Thank you for your regards,

Steven J. Piercesaid:I help run a statistical consulting service for a large university. I also occasionally encounter clients who seem to think we should be able to rapidly turn around results with minimal expenditure of time (and therfore cost). Educating them about what really goes into doing high-quality statistical work that answers their research questions appropriately is an ongoing struggle. We generally try to negotiate fees in advance (including expected number of hours of effort), so that the client can decide about whether the deliverable he or she will receive is worth the expected cost. When calculating the expected hours of effort, I include time for things like client meetings, literature review, exploratory analysis, modeling, preparing tables & figures, and contributing to manuscripts or presentations. I find that creating a detailed task breakdown with estimatesd effort for each task helps us to avoid underestimating the amount of work involved. It also helps the client understand why their request to “please run the analysis” is really not a 2 hour job.

Wayne G. Fischer, PhDsaid:Huh. I find it very interesting that neither Ms. Messinger nor Mr. Pierce talked (explicitly) about the most critical aspect statistical collaboration: working with clients to *design* their research studies in order to answer the proposed research questions in the most efficient, effective way.

And a key part of that is not only being familiar with the underlying science of the research, but (very importantly) understanding the *context* of the processes from which the data are to be drawn.

CQ Deng, PhDsaid:I used to work in medical center to provide the biostatistical consulting services to faculties and research fellows. In many cases, the statistical consultation or statistical analyses were sought after the data had already been collected.
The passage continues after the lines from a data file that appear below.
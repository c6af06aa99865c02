//! `POST /mcp`: the orchestrator's tool envelope.

use axum::{
    extract::{rejection::JsonRejection, State},
    response::{IntoResponse, Response},
    Json,
};
use serde_json::json;
use service_core::error::AppError;

use crate::tools::ToolEnvelope;
use crate::AppState;

pub async fn handle(
    State(state): State<AppState>,
    payload: Result<Json<ToolEnvelope>, JsonRejection>,
) -> Result<Response, AppError> {
    let Json(envelope) = payload.map_err(|rejection| {
        tracing::warn!(error = %rejection.body_text(), "Rejected malformed tool envelope");
        AppError::BadRequest(anyhow::anyhow!(rejection.body_text()))
    })?;

    match envelope.method.as_str() {
        "tools/list" => Ok(Json(json!({ "tools": state.gateway.list_tools() })).into_response()),
        "tools/call" => {
            let params = envelope.params.ok_or_else(|| {
                AppError::BadRequest(anyhow::anyhow!("tools/call requires params.name"))
            })?;
            let result = state.gateway.invoke(&params.name, params.arguments).await;
            Ok(Json(result).into_response())
        }
        other => Err(AppError::BadRequest(anyhow::anyhow!(
            "Unsupported method: {}",
            other
        ))),
    }
}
Statisticians were asked to fix the issues in related to (really) the study design or data collection. There was often no pre-planned statistical analysis plan. The post-hoc analysis, exploratory analysis (or using a bad word, fishing expedition) were not uncommon.

Shari Messinger, Ph.D.said:I agree with Dr. Fischer’s comment completely concerning the importance of statistical collaboration in the design of research investigations. The article states that “Statistical science is much more than data analysis, and involves the incorporation of statistical methodology at all stages of research” and that “we must interact with the research team as collaborators, discussing the statistical issues in all aspects of the investigation.” Unfortunately many of the investigators that contact statisticians for support do so after their data is already collected. We do try to communicate the importance of statistical considerations and collaboration in all phases of research, through lectures we offer to educate the research community at our institution. It’s a matter of educating researchers about the importance of statistical science in all stages of research.

Tom Spradlinsaid:And of course, another important task of the consulting statistician is the elicitation of the investigator’s prior probability distribution on the parameter of interest. This allows the statistician (1) to do a good Bayesian analysis of the data and (2) to be sure the investigator is involved in the data interpretation.

Megansaid:Yes, these are valid points for the “higher ups” of statistical consulting. However, there are several other issues to consider when running an analysis. The format of the data, the “cleanliness” of the data, adequate computing resources (think GWAS), and taking the proper care when preparing the data for analysis are all concerns as well. And you cannot do these things without knowledge of statistics (i.e. this is not just a push button kind of thing). It is said that 90% of the “analysis” work is doing these things and only 10% is the actual analysis.